About this exercise. Beginning with the first line below, please repeat the material exactly, ending with the line that includes "Could not load".

Dataset.

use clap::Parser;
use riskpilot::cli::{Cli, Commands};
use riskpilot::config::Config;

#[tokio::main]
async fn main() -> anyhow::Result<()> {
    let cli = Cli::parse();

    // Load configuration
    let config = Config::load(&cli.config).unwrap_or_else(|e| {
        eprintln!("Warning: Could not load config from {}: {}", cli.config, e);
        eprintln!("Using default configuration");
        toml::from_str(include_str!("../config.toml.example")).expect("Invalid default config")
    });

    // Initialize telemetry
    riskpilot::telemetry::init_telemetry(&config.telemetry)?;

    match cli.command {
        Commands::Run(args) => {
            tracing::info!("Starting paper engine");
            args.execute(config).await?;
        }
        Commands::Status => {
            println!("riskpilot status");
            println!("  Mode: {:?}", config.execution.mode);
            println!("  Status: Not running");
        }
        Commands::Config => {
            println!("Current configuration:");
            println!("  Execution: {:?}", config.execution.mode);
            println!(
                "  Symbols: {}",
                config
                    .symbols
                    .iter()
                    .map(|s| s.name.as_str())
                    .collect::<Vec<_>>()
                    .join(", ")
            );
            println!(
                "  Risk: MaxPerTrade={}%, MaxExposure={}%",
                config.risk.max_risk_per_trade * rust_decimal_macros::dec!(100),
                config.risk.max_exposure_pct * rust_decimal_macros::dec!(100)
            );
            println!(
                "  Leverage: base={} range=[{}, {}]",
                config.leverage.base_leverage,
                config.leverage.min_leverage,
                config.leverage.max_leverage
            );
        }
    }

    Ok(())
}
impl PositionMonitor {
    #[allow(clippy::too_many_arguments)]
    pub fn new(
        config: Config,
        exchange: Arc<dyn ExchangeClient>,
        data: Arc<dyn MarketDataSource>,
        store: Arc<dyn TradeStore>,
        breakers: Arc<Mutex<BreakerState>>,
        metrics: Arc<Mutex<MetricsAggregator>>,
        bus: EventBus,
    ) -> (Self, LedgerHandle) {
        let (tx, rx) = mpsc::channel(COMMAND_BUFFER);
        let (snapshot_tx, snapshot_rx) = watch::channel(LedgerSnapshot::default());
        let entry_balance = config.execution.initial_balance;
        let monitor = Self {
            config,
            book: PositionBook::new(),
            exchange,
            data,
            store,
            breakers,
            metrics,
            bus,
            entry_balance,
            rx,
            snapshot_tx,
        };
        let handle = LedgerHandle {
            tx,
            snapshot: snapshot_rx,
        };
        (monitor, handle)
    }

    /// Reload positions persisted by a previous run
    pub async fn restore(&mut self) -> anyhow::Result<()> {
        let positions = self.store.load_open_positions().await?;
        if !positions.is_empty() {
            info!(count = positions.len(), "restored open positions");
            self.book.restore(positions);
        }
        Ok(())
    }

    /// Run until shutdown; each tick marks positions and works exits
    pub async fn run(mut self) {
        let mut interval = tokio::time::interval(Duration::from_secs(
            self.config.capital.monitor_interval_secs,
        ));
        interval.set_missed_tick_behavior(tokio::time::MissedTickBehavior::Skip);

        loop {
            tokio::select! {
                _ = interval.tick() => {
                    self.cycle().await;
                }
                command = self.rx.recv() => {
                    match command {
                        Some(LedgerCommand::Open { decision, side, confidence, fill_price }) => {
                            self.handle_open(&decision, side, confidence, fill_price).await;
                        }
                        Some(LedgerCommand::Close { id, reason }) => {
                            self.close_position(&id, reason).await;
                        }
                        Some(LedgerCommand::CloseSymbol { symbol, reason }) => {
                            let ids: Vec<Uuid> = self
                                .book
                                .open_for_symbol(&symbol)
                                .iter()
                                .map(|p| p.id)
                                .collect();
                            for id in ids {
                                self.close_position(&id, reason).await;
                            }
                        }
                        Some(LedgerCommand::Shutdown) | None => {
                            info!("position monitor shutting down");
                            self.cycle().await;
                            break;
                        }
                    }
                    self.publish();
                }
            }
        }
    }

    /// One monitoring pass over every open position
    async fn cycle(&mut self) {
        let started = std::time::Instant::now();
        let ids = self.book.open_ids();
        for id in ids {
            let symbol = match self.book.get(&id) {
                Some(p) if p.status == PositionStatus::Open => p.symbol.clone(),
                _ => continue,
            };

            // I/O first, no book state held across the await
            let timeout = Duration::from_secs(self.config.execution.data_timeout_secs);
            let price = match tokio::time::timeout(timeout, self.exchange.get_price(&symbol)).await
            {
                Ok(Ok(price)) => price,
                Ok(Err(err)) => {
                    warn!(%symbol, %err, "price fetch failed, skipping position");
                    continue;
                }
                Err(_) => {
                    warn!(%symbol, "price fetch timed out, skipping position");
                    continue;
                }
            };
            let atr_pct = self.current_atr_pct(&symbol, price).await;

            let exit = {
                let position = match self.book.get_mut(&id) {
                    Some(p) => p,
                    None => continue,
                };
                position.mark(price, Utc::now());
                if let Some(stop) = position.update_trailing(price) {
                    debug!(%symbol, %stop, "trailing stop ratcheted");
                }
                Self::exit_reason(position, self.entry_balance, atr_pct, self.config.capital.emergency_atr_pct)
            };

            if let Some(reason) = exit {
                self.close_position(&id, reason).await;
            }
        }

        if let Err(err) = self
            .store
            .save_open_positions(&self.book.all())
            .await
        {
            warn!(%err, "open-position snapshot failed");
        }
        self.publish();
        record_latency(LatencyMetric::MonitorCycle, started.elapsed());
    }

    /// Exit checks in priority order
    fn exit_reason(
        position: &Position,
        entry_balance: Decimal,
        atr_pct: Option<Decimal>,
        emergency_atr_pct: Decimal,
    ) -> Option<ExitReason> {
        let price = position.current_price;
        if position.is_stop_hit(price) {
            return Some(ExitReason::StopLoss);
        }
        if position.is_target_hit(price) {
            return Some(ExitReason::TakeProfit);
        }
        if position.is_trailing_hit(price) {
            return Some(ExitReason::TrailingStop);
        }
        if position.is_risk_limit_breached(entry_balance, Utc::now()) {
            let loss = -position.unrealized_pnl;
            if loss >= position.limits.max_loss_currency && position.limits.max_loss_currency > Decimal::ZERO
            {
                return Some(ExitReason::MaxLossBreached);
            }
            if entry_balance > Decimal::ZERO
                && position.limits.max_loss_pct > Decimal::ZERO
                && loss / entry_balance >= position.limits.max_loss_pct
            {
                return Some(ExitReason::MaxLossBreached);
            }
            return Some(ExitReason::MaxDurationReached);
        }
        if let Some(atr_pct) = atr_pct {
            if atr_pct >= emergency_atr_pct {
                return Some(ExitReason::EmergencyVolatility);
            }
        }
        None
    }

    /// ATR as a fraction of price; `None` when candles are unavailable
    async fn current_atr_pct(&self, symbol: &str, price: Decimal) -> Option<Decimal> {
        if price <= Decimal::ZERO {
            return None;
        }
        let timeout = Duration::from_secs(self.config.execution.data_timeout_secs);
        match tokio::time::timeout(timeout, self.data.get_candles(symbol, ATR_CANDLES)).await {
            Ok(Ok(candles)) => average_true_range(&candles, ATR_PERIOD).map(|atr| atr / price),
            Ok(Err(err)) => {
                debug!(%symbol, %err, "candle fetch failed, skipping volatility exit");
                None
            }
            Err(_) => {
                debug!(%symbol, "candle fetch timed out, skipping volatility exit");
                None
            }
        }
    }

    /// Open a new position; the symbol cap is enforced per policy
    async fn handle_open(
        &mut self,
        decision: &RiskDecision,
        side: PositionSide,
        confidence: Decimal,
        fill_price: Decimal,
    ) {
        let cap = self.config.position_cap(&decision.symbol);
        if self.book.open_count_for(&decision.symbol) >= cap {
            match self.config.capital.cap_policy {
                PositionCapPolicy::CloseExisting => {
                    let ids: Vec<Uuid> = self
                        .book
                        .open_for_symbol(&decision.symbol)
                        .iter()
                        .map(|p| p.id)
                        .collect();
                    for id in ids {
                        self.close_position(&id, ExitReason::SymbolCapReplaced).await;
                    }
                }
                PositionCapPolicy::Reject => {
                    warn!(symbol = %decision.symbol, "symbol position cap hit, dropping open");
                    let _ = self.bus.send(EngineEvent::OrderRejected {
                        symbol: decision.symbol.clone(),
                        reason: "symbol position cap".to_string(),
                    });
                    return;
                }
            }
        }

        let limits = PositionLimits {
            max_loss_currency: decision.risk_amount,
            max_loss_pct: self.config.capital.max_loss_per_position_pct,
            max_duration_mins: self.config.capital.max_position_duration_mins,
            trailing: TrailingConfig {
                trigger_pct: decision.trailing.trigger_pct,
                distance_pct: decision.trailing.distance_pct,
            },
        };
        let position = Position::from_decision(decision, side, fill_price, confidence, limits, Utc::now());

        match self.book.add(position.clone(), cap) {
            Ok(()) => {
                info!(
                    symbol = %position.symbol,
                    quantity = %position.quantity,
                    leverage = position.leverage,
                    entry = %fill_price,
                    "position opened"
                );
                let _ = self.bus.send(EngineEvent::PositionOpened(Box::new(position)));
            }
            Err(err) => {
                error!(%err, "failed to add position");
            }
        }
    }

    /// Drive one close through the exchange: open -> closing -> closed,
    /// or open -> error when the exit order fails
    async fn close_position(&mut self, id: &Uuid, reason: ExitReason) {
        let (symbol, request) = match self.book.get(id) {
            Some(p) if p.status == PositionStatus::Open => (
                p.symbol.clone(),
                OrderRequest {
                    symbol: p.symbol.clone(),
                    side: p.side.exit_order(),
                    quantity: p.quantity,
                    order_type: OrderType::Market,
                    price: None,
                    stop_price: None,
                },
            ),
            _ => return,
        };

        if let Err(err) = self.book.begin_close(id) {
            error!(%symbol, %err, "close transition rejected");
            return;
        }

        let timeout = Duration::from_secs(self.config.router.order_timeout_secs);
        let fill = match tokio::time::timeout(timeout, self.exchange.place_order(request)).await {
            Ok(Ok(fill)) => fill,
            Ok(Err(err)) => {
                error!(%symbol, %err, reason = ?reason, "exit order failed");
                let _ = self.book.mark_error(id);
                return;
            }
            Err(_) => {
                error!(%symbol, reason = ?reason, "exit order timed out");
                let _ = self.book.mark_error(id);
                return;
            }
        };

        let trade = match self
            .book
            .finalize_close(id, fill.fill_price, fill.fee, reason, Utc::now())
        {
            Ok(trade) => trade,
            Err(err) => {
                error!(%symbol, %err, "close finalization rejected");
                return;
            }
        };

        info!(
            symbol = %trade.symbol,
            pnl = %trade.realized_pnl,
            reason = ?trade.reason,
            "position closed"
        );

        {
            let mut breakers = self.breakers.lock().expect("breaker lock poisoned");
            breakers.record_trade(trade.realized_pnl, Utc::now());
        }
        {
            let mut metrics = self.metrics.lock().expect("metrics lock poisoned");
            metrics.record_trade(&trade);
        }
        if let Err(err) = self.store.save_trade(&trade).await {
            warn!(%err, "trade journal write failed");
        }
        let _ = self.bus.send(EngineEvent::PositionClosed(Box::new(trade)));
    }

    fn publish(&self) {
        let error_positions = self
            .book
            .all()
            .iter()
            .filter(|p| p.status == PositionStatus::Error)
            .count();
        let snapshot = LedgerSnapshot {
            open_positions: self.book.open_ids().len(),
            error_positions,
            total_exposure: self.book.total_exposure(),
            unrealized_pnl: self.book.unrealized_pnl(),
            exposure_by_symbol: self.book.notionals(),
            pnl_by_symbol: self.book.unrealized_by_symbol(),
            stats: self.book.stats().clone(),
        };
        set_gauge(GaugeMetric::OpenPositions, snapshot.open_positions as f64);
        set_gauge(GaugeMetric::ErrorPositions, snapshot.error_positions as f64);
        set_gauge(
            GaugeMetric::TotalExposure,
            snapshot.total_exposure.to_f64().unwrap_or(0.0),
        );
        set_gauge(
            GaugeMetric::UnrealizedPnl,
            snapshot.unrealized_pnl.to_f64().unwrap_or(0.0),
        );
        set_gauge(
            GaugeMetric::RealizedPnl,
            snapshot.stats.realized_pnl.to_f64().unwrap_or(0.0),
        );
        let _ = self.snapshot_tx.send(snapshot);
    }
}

Your solution.
use clap::Parser;
use riskpilot::cli::{Cli, Commands};
use riskpilot::config::Config;

#[tokio::main]
async fn main() -> anyhow::Result<()> {
    let cli = Cli::parse();

    // Load configuration
    let config = Config::load(&cli.config).unwrap_or_else(|e| {
        eprintln!("Warning: Could not load config from {}: {}", cli.config, e);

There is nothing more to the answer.